Estive na 29ª Bienal de São Paulo e durante a minha visita fui rapidamente atraída para o “terreiro” de Marilá Dardot e Fábio Morais. Explico: na Bienal, os chamados terreiros são locais determinados de descanso e pausa, onde também são realizadas atividades variadas.

Neste caso, no espaço chamado Longe daqui, aqui mesmo, os artistas conceberam uma biblioteca, uma metáfora de um espaço inacabado, onde livros são elementos de construção tanto quanto os tijolos. Apesar dos meus olhinhos treinados para detectar coisas impressas terem sido primeiramente atraídos pelos azulejos, papéis de parede e tapetes com imagens de capas de livros, a percepção da ambiência criada pelo labirinto revestido por livros é interessantíssima, pois gera a curiosidade pela experimentação do espaço (abrir e fechar portas, percorrer passagens até chegar na biblioteca em si). As pessoas realmente estavam muito empolgadas, como eu!

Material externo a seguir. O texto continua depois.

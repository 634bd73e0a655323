use ego_tree::NodeRef;
use scraper::node::Node;
use scraper::{ElementRef, Html, Selector};
use thiserror::Error;

/// Where each receipt field lives on the page. Defaults match the consumer
/// receipt (NFC-e) query page served by the state tax portals.
#[derive(Debug, Clone, PartialEq, Eq)]
pub struct SelectorConfig {
    pub issuer: String,
    pub total: String,
    /// Headings searched for `note_heading_text`; the note number is read from
    /// the block that follows the matching heading.
    pub note_heading: String,
    pub note_heading_text: String,
    pub note_number_marker: String,
    /// Elements scanned for `issued_at_marker`.
    pub issued_at_item: String,
    pub issued_at_marker: String,
    pub issued_at_delimiter: char,
}

impl Default for SelectorConfig {
    fn default() -> Self {
        Self {
            issuer: "div.txtTopo".to_string(),
            total: "span.totalNumb.txtMax".to_string(),
            note_heading: "h4".to_string(),
            note_heading_text: "Informações gerais da Nota".to_string(),
            note_number_marker: "Número:".to_string(),
            issued_at_item: "li".to_string(),
            issued_at_marker: "Emissão:".to_string(),
            issued_at_delimiter: '-',
        }
    }
}

#[derive(Debug, Clone, PartialEq, Eq, Error)]
#[error("invalid selector {selector:?}: {message}")]
pub struct SelectorError {
    pub selector: String,
    pub message: String,
}

/// Reads raw field text from a parsed receipt page, one method per field.
///
/// Values are trimmed text, never validated here.
pub trait ReceiptFieldStrategy: Send + Sync {
    fn issuer(&self, doc: &Html) -> Option<String>;
    fn total(&self, doc: &Html) -> Option<String>;
    fn note_number(&self, doc: &Html) -> Option<String>;
    fn issued_at(&self, doc: &Html) -> Option<String>;
}

/// CSS-selector and marker-text matching driven by a [`SelectorConfig`].
#[derive(Debug)]
pub struct SelectorStrategy {
    config: SelectorConfig,
    issuer: Selector,
    total: Selector,
    note_heading: Selector,
    issued_at_item: Selector,
}

impl SelectorStrategy {
    pub fn new(config: SelectorConfig) -> Result<Self, SelectorError> {
        Ok(Self {
            issuer: compile(&config.issuer)?,
            total: compile(&config.total)?,
            note_heading: compile(&config.note_heading)?,
            issued_at_item: compile(&config.issued_at_item)?,
            config,
        })
    }

    pub fn config(&self) -> &SelectorConfig {
        &self.config
    }
}

impl Default for SelectorStrategy {
    fn default() -> Self {
        // The default selectors are literals known to parse.
        Self::new(SelectorConfig::default()).expect("default selectors are valid")
    }
}

impl ReceiptFieldStrategy for SelectorStrategy {
    fn issuer(&self, doc: &Html) -> Option<String> {
        first_text(doc, &self.issuer)
    }

    fn total(&self, doc: &Html) -> Option<String> {
        first_text(doc, &self.total)
    }

    fn note_number(&self, doc: &Html) -> Option<String> {
        let heading = doc
            .select(&self.note_heading)
            .find(|h| element_text(*h).contains(&self.config.note_heading_text))?;

        heading
            .next_siblings()
            .filter_map(ElementRef::wrap)
            .chain(heading.parent().and_then(ElementRef::wrap))
            .find_map(|block| {
                let text = element_text(block);
                let after = after_marker(&text, &self.config.note_number_marker)?;
                after
                    .split_whitespace()
                    .next()
                    .map(ToOwned::to_owned)
            })
    }

    fn issued_at(&self, doc: &Html) -> Option<String> {
        doc.select(&self.issued_at_item).find_map(|item| {
            let text = element_text(item);
            let after = after_marker(&text, &self.config.issued_at_marker)?;
            let value = after
                .split(self.config.issued_at_delimiter)
                .next()
                .unwrap_or(after)
                .trim();
            (!value.is_empty()).then(|| value.to_string())
        })
    }
}

fn compile(selector: &str) -> Result<Selector, SelectorError> {
    Selector::parse(selector).map_err(|err| SelectorError {
        selector: selector.to_string(),
        message: err.to_string(),
    })
}

fn first_text(doc: &Html, selector: &Selector) -> Option<String> {
    doc.select(selector)
        .next()
        .map(|el| el.text().collect::<String>().trim().to_string())
        .filter(|text| !text.is_empty())
}

// Text of the element with runs of whitespace collapsed, so markers split
// across tags and line breaks still match.
fn element_text(element: ElementRef<'_>) -> String {
    let mut out = String::new();
    collect_text(*element, &mut out);
    out.split_whitespace().collect::<Vec<_>>().join(" ")
}

fn collect_text(node: NodeRef<'_, Node>, out: &mut String) {
    for child in node.children() {
        match child.value() {
            Node::Text(text) => {
                out.push_str(text);
                out.push(' ');
            }
            Node::Element(_) => collect_text(child, out),
            _ => {}
        }
    }
}

fn after_marker<'a>(text: &'a str, marker: &str) -> Option<&'a str> {
    let start = text.find(marker)? + marker.len();
    Some(text[start..].trim_start())
}

#[cfg(test)]
mod tests {
    use super::*;

    #[test]
    fn invalid_selector_is_reported() {
        let config = SelectorConfig {
            total: "span..broken".to_string(),
            ..SelectorConfig::default()
        };
        let err = SelectorStrategy::new(config).unwrap_err();
        assert_eq!(err.selector, "span..broken");
    }

    #[test]
    fn after_marker_skips_leading_space() {
        assert_eq!(after_marker("Número: 42 Série", "Número:"), Some("42 Série"));
        assert_eq!(after_marker("nothing here", "Número:"), None);
    }
}
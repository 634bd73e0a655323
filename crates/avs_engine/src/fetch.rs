use std::time::Duration;

use avs_logging::{avs_debug, avs_info};
use futures_util::StreamExt;
use reqwest::header::CONTENT_TYPE;

use crate::{FailureKind, FetchError, FetchMetadata, FetchOutput};

/// Browser-like identification; some tax portals reject unknown clients.
pub const BROWSER_USER_AGENT: &str = "Mozilla/5.0 (Windows NT 10.0; Win64; x64) \
     AppleWebKit/537.36 (KHTML, like Gecko) Chrome/127.0.0.0 Safari/537.36";

#[derive(Debug, Clone)]
pub struct FetchSettings {
    pub connect_timeout: Duration,
    pub request_timeout: Duration,
    pub user_agent: String,
    pub max_bytes: u64,
    pub allowed_content_types: Vec<String>,
}

impl Default for FetchSettings {
    fn default() -> Self {
        Self {
            connect_timeout: Duration::from_secs(10),
            request_timeout: Duration::from_secs(10),
            user_agent: BROWSER_USER_AGENT.to_string(),
            max_bytes: 5 * 1024 * 1024,
            // Some portals label the receipt page as plain text.
            allowed_content_types: vec![
                "text/html".to_string(),
                "application/xhtml+xml".to_string(),
                "text/plain".to_string(),
            ],
        }
    }
}

/// Single-attempt page download.
#[async_trait::async_trait]
pub trait Fetcher: Send + Sync {
    async fn fetch(&self, url: &str) -> Result<FetchOutput, FetchError>;
}

#[derive(Debug, Clone)]
pub struct ReqwestFetcher {
    settings: FetchSettings,
    client: reqwest::Client,
}

impl ReqwestFetcher {
    pub fn new(settings: FetchSettings) -> Result<Self, FetchError> {
        let client = reqwest::Client::builder()
            .connect_timeout(settings.connect_timeout)
            .timeout(settings.request_timeout)
            .user_agent(settings.user_agent.clone())
            .build()
            .map_err(|err| FetchError::new(FailureKind::Network, err.to_string()))?;
        Ok(Self { settings, client })
    }

    fn is_content_type_allowed(&self, content_type: &str) -> bool {
        let ct = content_type.split(';').next().unwrap_or(content_type).trim();
        self.settings
            .allowed_content_types
            .iter()
            .any(|allowed| allowed.eq_ignore_ascii_case(ct))
    }

    fn too_large(&self, actual: u64) -> FetchError {
        FetchError::new(
            FailureKind::TooLarge {
                max_bytes: self.settings.max_bytes,
                actual: Some(actual),
            },
            "response too large",
        )
    }
}

#[async_trait::async_trait]
impl Fetcher for ReqwestFetcher {
    async fn fetch(&self, url: &str) -> Result<FetchOutput, FetchError> {
        let parsed = url::Url::parse(url.trim())
            .map_err(|err| FetchError::new(FailureKind::InvalidUrl, err.to_string()))?;
        if !matches!(parsed.scheme(), "http" | "https") {
            return Err(FetchError::new(
                FailureKind::InvalidUrl,
                format!("unsupported scheme {}", parsed.scheme()),
            ));
        }

        avs_debug!("GET {}", parsed);
        let response = self
            .client
            .get(parsed.as_str())
            .send()
            .await
            .map_err(map_reqwest_error)?;

        let status = response.status();
        if !status.is_success() {
            return Err(FetchError::new(
                FailureKind::HttpStatus(status.as_u16()),
                status.to_string(),
            ));
        }

        if let Some(content_len) = response.content_length() {
            if content_len > self.settings.max_bytes {
                return Err(self.too_large(content_len));
            }
        }

        let final_url = response.url().to_string();
        let content_type = response
            .headers()
            .get(CONTENT_TYPE)
            .and_then(|value| value.to_str().ok())
            .map(|value| value.to_string());

        if let Some(ct) = content_type.as_deref() {
            if !self.is_content_type_allowed(ct) {
                return Err(FetchError::new(
                    FailureKind::UnsupportedContentType {
                        content_type: ct.to_string(),
                    },
                    "unsupported content type",
                ));
            }
        }

        let mut bytes = Vec::new();
        let mut stream = response.bytes_stream();
        while let Some(chunk) = stream.next().await {
            let chunk = chunk.map_err(map_reqwest_error)?;
            let next_len = bytes.len() as u64 + chunk.len() as u64;
            if next_len > self.settings.max_bytes {
                return Err(self.too_large(next_len));
            }
            bytes.extend_from_slice(&chunk);
        }

        avs_info!("Fetched {} ({} bytes)", final_url, bytes.len());
        let metadata = FetchMetadata {
            original_url: url.to_string(),
            final_url,
            content_type,
            byte_len: bytes.len() as u64,
        };

        Ok(FetchOutput { bytes, metadata })
    }
}

fn map_reqwest_error(err: reqwest::Error) -> FetchError {
    if err.is_timeout() {
        return FetchError::new(FailureKind::Timeout, err.to_string());
    }
    FetchError::new(FailureKind::Network, err.to_string())
}
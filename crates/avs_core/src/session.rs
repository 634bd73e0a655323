use avs_logging::avs_info;

use crate::{AggregationResult, StoreError, TripMetadata};

/// Per-session key-value state consumed by the request handlers.
///
/// Nothing here is expected to outlive the session it belongs to.
pub trait SessionStore {
    fn pending_urls(&self) -> Result<Vec<String>, StoreError>;
    fn append_pending_url(&mut self, url: &str) -> Result<(), StoreError>;
    fn clear_pending_urls(&mut self) -> Result<(), StoreError>;
    fn save_aggregation(&mut self, result: &AggregationResult) -> Result<(), StoreError>;
    fn load_aggregation(&self) -> Result<Option<AggregationResult>, StoreError>;
    fn clear_aggregation(&mut self) -> Result<(), StoreError>;
    fn save_trip(&mut self, trip: &TripMetadata) -> Result<(), StoreError>;
    fn load_trip(&self) -> Result<Option<TripMetadata>, StoreError>;
}

#[derive(Debug, Clone, Default, PartialEq)]
pub struct InMemorySession {
    pending: Vec<String>,
    aggregation: Option<AggregationResult>,
    trip: Option<TripMetadata>,
}

impl InMemorySession {
    pub fn new() -> Self {
        Self::default()
    }
}

impl SessionStore for InMemorySession {
    fn pending_urls(&self) -> Result<Vec<String>, StoreError> {
        Ok(self.pending.clone())
    }

    fn append_pending_url(&mut self, url: &str) -> Result<(), StoreError> {
        self.pending.push(url.to_string());
        Ok(())
    }

    fn clear_pending_urls(&mut self) -> Result<(), StoreError> {
        self.pending.clear();
        Ok(())
    }

    fn save_aggregation(&mut self, result: &AggregationResult) -> Result<(), StoreError> {
        self.aggregation = Some(result.clone());
        Ok(())
    }

    fn load_aggregation(&self) -> Result<Option<AggregationResult>, StoreError> {
        Ok(self.aggregation.clone())
    }

    fn clear_aggregation(&mut self) -> Result<(), StoreError> {
        self.aggregation = None;
        Ok(())
    }

    fn save_trip(&mut self, trip: &TripMetadata) -> Result<(), StoreError> {
        self.trip = Some(trip.clone());
        Ok(())
    }

    fn load_trip(&self) -> Result<Option<TripMetadata>, StoreError> {
        Ok(self.trip.clone())
    }
}

/// Explicit per-request view of one user's session.
pub struct SessionContext<'a> {
    store: &'a mut dyn SessionStore,
}

impl<'a> SessionContext<'a> {
    pub fn new(store: &'a mut dyn SessionStore) -> Self {
        Self { store }
    }

    /// Appends `url` (trimmed) and returns the number of pending URLs.
    /// Blank input is ignored.
    pub fn add_url(&mut self, url: &str) -> Result<usize, StoreError> {
        let url = url.trim();
        if !url.is_empty() {
            self.store.append_pending_url(url)?;
            avs_info!("Queued receipt url={}", url);
        }
        Ok(self.store.pending_urls()?.len())
    }

    /// Forgets the pending URLs and the last aggregation.
    pub fn clear(&mut self) -> Result<(), StoreError> {
        self.store.clear_pending_urls()?;
        self.store.clear_aggregation()?;
        avs_info!("Session cleared");
        Ok(())
    }

    pub fn pending_urls(&self) -> Result<Vec<String>, StoreError> {
        self.store.pending_urls()
    }

    /// Replaces any previous aggregation with `result` and remembers the trip.
    pub fn record_authorization(
        &mut self,
        result: &AggregationResult,
        trip: &TripMetadata,
    ) -> Result<(), StoreError> {
        self.store.save_aggregation(result)?;
        self.store.save_trip(trip)
    }

    pub fn aggregation(&self) -> Result<Option<AggregationResult>, StoreError> {
        self.store.load_aggregation()
    }

    pub fn trip(&self) -> Result<Option<TripMetadata>, StoreError> {
        self.store.load_trip()
    }
}
mod commands;

use std::path::PathBuf;

use anyhow::Context;
use avs_logging::{avs_error, LogDestination};
use clap::{Parser, Subcommand};

use commands::{AuthorizeArgs, DocumentArgs, OfficeCommand, ProfileCommand, Workspace};

/// Travel authorization (AVS) generator from NFC-e receipts.
#[derive(Parser)]
#[command(name = "avs", version, about)]
struct Cli {
    /// Increase log verbosity (-v info, -vv debug, -vvv trace)
    #[arg(short, long, action = clap::ArgAction::Count, global = true)]
    verbose: u8,

    /// Directory holding profiles, office record and sessions
    #[arg(long, default_value = "avs-data", global = true)]
    data_dir: PathBuf,

    /// Session id; each session has its own pending URLs
    #[arg(long, default_value = "default", global = true)]
    session: String,

    /// Write the log to this file (./avs.log when no path is given); the
    /// terminal only shows it with -v
    #[arg(
        long,
        global = true,
        num_args = 0..=1,
        default_missing_value = avs_logging::DEFAULT_LOG_FILE
    )]
    log_file: Option<PathBuf>,

    #[command(subcommand)]
    command: Command,
}

#[derive(Subcommand)]
enum Command {
    /// Add a receipt URL to the session
    AddUrl { url: String },
    /// Forget pending URLs and the last result
    Clear,
    /// List pending URLs
    Pending,
    /// Fetch every pending receipt and summarize the totals
    Authorize(AuthorizeArgs),
    /// Generate the PDF from the last authorization
    Document(DocumentArgs),
    /// Manage traveler profiles
    #[command(subcommand)]
    Profile(ProfileCommand),
    /// Inspect or update the office record
    #[command(subcommand)]
    Office(OfficeCommand),
}

fn main() {
    let cli = Cli::parse();
    let destination = LogDestination::select(cli.log_file.clone(), cli.verbose > 0);
    avs_logging::initialize(destination, avs_logging::level_from_verbosity(cli.verbose));

    if let Err(err) = run(cli) {
        avs_error!("{:#}", err);
        eprintln!("Erro: {:#}", err);
        std::process::exit(1);
    }
}

fn run(cli: Cli) -> anyhow::Result<()> {
    let ws = Workspace {
        data_dir: cli.data_dir,
        session_id: cli.session,
    };
    match cli.command {
        Command::AddUrl { url } => commands::add_url(&ws, &url),
        Command::Clear => commands::clear(&ws),
        Command::Pending => commands::pending(&ws),
        Command::Authorize(args) => {
            runtime()?.block_on(commands::authorize(&ws, args))
        }
        Command::Document(args) => commands::document(&ws, args),
        Command::Profile(command) => commands::profile(&ws, command),
        Command::Office(command) => commands::office(&ws, command),
    }
}

// Receipts are fetched one at a time, so a single thread is enough.
fn runtime() -> anyhow::Result<tokio::runtime::Runtime> {
    tokio::runtime::Builder::new_current_thread()
        .enable_all()
        .build()
        .context("failed to start the async runtime")
}
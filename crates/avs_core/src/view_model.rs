use serde::Serialize;

use crate::{AggregationResult, FailedUrl, LineItem, TravelerProfile, TripMetadata};

/// What the user sees after requesting an authorization.
#[derive(Debug, Clone, PartialEq, Eq, Default, Serialize)]
pub struct AuthorizationSummary {
    pub traveler: String,
    pub destination: String,
    pub request_type: String,
    pub items: Vec<LineItem>,
    pub combined_total: String,
    pub issuers: Vec<String>,
    pub failed_urls: Vec<FailedUrl>,
    /// False when no receipt succeeded; the document cannot be generated.
    pub can_generate_document: bool,
}

impl AuthorizationSummary {
    pub fn new(profile: &TravelerProfile, trip: &TripMetadata, result: &AggregationResult) -> Self {
        Self {
            traveler: profile.name.clone(),
            destination: trip.destination.clone(),
            request_type: trip.request_type.clone(),
            items: result.items.clone(),
            combined_total: result.combined_total.clone(),
            issuers: result.issuers.iter().cloned().collect(),
            failed_urls: result.failed_urls.clone(),
            can_generate_document: !result.is_empty(),
        }
    }

    /// Plain-text rendering for terminal output.
    pub fn render(&self) -> String {
        let mut out = String::new();
        out.push_str(&format!("Servidor(a): {}\n", self.traveler));
        out.push_str(&format!("Destino: {}\n", self.destination));
        out.push_str(&format!("Tipo de solicitação: {}\n", self.request_type));
        out.push('\n');
        for item in &self.items {
            out.push_str(&format!(
                "  {:<10} {:<10} {:<40} R$ {:>12}\n",
                item.number, item.date, item.description, item.value
            ));
        }
        out.push_str(&format!("\nValor total: R$ {}\n", self.combined_total));
        if !self.issuers.is_empty() {
            out.push_str(&format!("Emitentes: {}\n", self.issuers.join("; ")));
        }
        if !self.failed_urls.is_empty() {
            out.push_str("\nFalhas:\n");
            for failed in &self.failed_urls {
                out.push_str(&format!("  {} -> {}\n", failed.url, failed.reason));
            }
        }
        if !self.can_generate_document {
            out.push_str("\nNenhuma nota foi processada com sucesso; o documento não pode ser gerado.\n");
        }
        out
    }
}
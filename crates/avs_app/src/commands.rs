use std::path::{Path, PathBuf};

use anyhow::{bail, Context};
use avs_app::handlers::{self, DOCUMENT_FILENAME};
use avs_app::persistence::{FileOfficeStore, FileSessionStore, ProfileFile};
use avs_core::{OfficeConfigStore, SessionContext, TravelerProfile, TripMetadata};
use avs_engine::{
    AggregationEvent, AtomicFileWriter, FetchSettings, PdfRenderer, ProgressSink,
    ReceiptExtractor,
};
use avs_logging::avs_info;
use chrono::Local;
use clap::{Args, Subcommand};

/// Where the command's state lives.
pub struct Workspace {
    pub data_dir: PathBuf,
    pub session_id: String,
}

impl Workspace {
    fn session(&self) -> anyhow::Result<FileSessionStore> {
        FileSessionStore::open(&self.data_dir, &self.session_id)
            .with_context(|| format!("failed to open session {:?}", self.session_id))
    }

    fn profiles(&self) -> anyhow::Result<Vec<TravelerProfile>> {
        ProfileFile::new(&self.data_dir)
            .load()
            .context("failed to read registered profiles")
    }
}

#[derive(Args)]
pub struct AuthorizeArgs {
    /// Index of the traveler, as shown by `profile list`
    #[arg(long)]
    profile: usize,

    /// Trip destination
    #[arg(long)]
    destination: String,

    /// Request type, e.g. "adiantamento" or "ressarcimento"
    #[arg(long)]
    request_type: String,

    /// Print the summary as JSON
    #[arg(long)]
    json: bool,
}

#[derive(Args)]
pub struct DocumentArgs {
    /// Index of the traveler, as shown by `profile list`
    #[arg(long)]
    profile: usize,

    /// Output path (defaults to ./avs.pdf)
    #[arg(short, long)]
    output: Option<PathBuf>,
}

#[derive(Subcommand)]
pub enum ProfileCommand {
    /// Register a traveler
    Add(ProfileAddArgs),
    /// List registered travelers with their index
    List,
}

#[derive(Args)]
pub struct ProfileAddArgs {
    #[arg(long)]
    name: String,
    #[arg(long)]
    bank_agency: String,
    #[arg(long)]
    bank_name: String,
    #[arg(long)]
    account_number: String,
    #[arg(long)]
    registration: String,
    /// CPF
    #[arg(long)]
    tax_id: String,
    /// efetivo, comissionado, agente politico or conselheiro municipal
    #[arg(long)]
    servant_type: String,
    #[arg(long)]
    job_title: String,
}

#[derive(Subcommand)]
pub enum OfficeCommand {
    /// Show the office record
    Show,
    /// Update fields of the office record
    Set(OfficeSetArgs),
}

#[derive(Args)]
pub struct OfficeSetArgs {
    #[arg(long)]
    office_name: Option<String>,
    #[arg(long)]
    responsible_name: Option<String>,
    #[arg(long)]
    responsible_title: Option<String>,
    #[arg(long)]
    departure_city: Option<String>,
    #[arg(long)]
    next_sequence: Option<u32>,
}

pub fn add_url(ws: &Workspace, url: &str) -> anyhow::Result<()> {
    let mut store = ws.session()?;
    let mut session = SessionContext::new(&mut store);
    let ack = handlers::add_url(&mut session, url)?;
    println!("URL adicionada: {} ({} pendente(s))", ack.url, ack.pending);
    Ok(())
}

pub fn clear(ws: &Workspace) -> anyhow::Result<()> {
    let mut store = ws.session()?;
    handlers::clear_urls(&mut SessionContext::new(&mut store))?;
    println!("URLs e resultado anterior removidos.");
    Ok(())
}

pub fn pending(ws: &Workspace) -> anyhow::Result<()> {
    let mut store = ws.session()?;
    let urls = SessionContext::new(&mut store).pending_urls()?;
    if urls.is_empty() {
        println!("Nenhuma URL pendente.");
    }
    for (i, url) in urls.iter().enumerate() {
        println!("{:>3}  {}", i + 1, url);
    }
    Ok(())
}

pub async fn authorize(ws: &Workspace, args: AuthorizeArgs) -> anyhow::Result<()> {
    let profiles = ws.profiles()?;
    let mut store = ws.session()?;
    let mut session = SessionContext::new(&mut store);
    let extractor = ReceiptExtractor::with_settings(FetchSettings::default())
        .context("failed to set up the HTTP client")?;
    let trip = TripMetadata {
        destination: args.destination,
        request_type: args.request_type,
    };

    let summary = handlers::generate_authorization(
        &mut session,
        &profiles,
        args.profile,
        trip,
        &extractor,
        &TerminalProgressSink,
    )
    .await?;

    if args.json {
        println!("{}", serde_json::to_string_pretty(&summary)?);
    } else {
        print!("{}", summary.render());
    }
    Ok(())
}

pub fn document(ws: &Workspace, args: DocumentArgs) -> anyhow::Result<()> {
    let profiles = ws.profiles()?;
    let mut store = ws.session()?;
    let session = SessionContext::new(&mut store);
    let mut office = FileOfficeStore::new(&ws.data_dir);

    let (sequence, bytes) = handlers::generate_document_bytes(
        &session,
        &profiles,
        args.profile,
        &mut office,
        &PdfRenderer,
        Local::now().date_naive(),
    )?;

    let output = args
        .output
        .unwrap_or_else(|| PathBuf::from(DOCUMENT_FILENAME));
    let path = write_output(&output, &bytes)?;
    avs_info!("Wrote document sequence={} to {:?}", sequence, path);
    println!("AVS nº {:04} gerada em {}", sequence, path.display());
    Ok(())
}

pub fn profile(ws: &Workspace, command: ProfileCommand) -> anyhow::Result<()> {
    let file = ProfileFile::new(&ws.data_dir);
    match command {
        ProfileCommand::Add(args) => {
            let index = file.add(TravelerProfile {
                name: args.name,
                bank_agency: args.bank_agency,
                bank_name: args.bank_name,
                account_number: args.account_number,
                registration: args.registration,
                tax_id: args.tax_id,
                servant_type: args.servant_type,
                job_title: args.job_title,
            })?;
            println!("Perfil cadastrado com índice {index}.");
        }
        ProfileCommand::List => {
            let profiles = file.load()?;
            if profiles.is_empty() {
                println!("Nenhum perfil cadastrado.");
            }
            for (index, profile) in profiles.iter().enumerate() {
                println!(
                    "{:>3}  {}  ({}, matrícula {})",
                    index, profile.name, profile.job_title, profile.registration
                );
            }
        }
    }
    Ok(())
}

pub fn office(ws: &Workspace, command: OfficeCommand) -> anyhow::Result<()> {
    let mut store = FileOfficeStore::new(&ws.data_dir);
    let mut config = store.load()?;
    if let OfficeCommand::Set(args) = command {
        if let Some(value) = args.office_name {
            config.office_name = value;
        }
        if let Some(value) = args.responsible_name {
            config.responsible_name = value;
        }
        if let Some(value) = args.responsible_title {
            config.responsible_title = value;
        }
        if let Some(value) = args.departure_city {
            config.departure_city = value;
        }
        if let Some(value) = args.next_sequence {
            if value == 0 {
                bail!("the sequence starts at 1");
            }
            config.next_sequence = value;
        }
        store.save(&config)?;
    }
    println!("Órgão: {}", config.office_name);
    println!(
        "Responsável: {} ({})",
        config.responsible_name, config.responsible_title
    );
    println!("Cidade de partida: {}", config.departure_city);
    println!("Próxima AVS: {}", config.next_sequence);
    Ok(())
}

fn write_output(output: &Path, bytes: &[u8]) -> anyhow::Result<PathBuf> {
    let filename = output
        .file_name()
        .and_then(|name| name.to_str())
        .with_context(|| format!("invalid output path {:?}", output))?;
    let dir = match output.parent() {
        Some(parent) if !parent.as_os_str().is_empty() => parent.to_path_buf(),
        _ => PathBuf::from("."),
    };
    let path = AtomicFileWriter::new(dir)
        .write(filename, bytes)
        .with_context(|| format!("failed to write {:?}", output))?;
    Ok(path)
}

/// Prints one line per receipt to stderr while the aggregation runs.
struct TerminalProgressSink;

impl ProgressSink for TerminalProgressSink {
    fn emit(&self, event: AggregationEvent) {
        match event {
            AggregationEvent::Started { url_count } => {
                eprintln!("Consultando {url_count} nota(s)...");
            }
            AggregationEvent::Extracted { index, url, total } => {
                eprintln!("  [{}] ok    R$ {:>10}  {}", index + 1, total, url);
            }
            AggregationEvent::Failed { index, url, reason } => {
                eprintln!("  [{}] falha {}: {}", index + 1, url, reason);
            }
            AggregationEvent::Finished { .. } => {}
        }
    }
}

Na biblioteca era possível sentar e apreciar a leitura. Aí vem o fechamento do conceito! Os artistas propuseram três coleções para a biblioteca: uma foi a resposta dos artistas que participam na Bienal 29a para a pergunta: “Com que livro você construiria sua casa?”; outra era um convite aberto para o envio de livros (e eles de fato receberam muitas publicações, que estavam lá expostas), e, finalmente, uma seleção de literatura contemporânea feita pelos dois.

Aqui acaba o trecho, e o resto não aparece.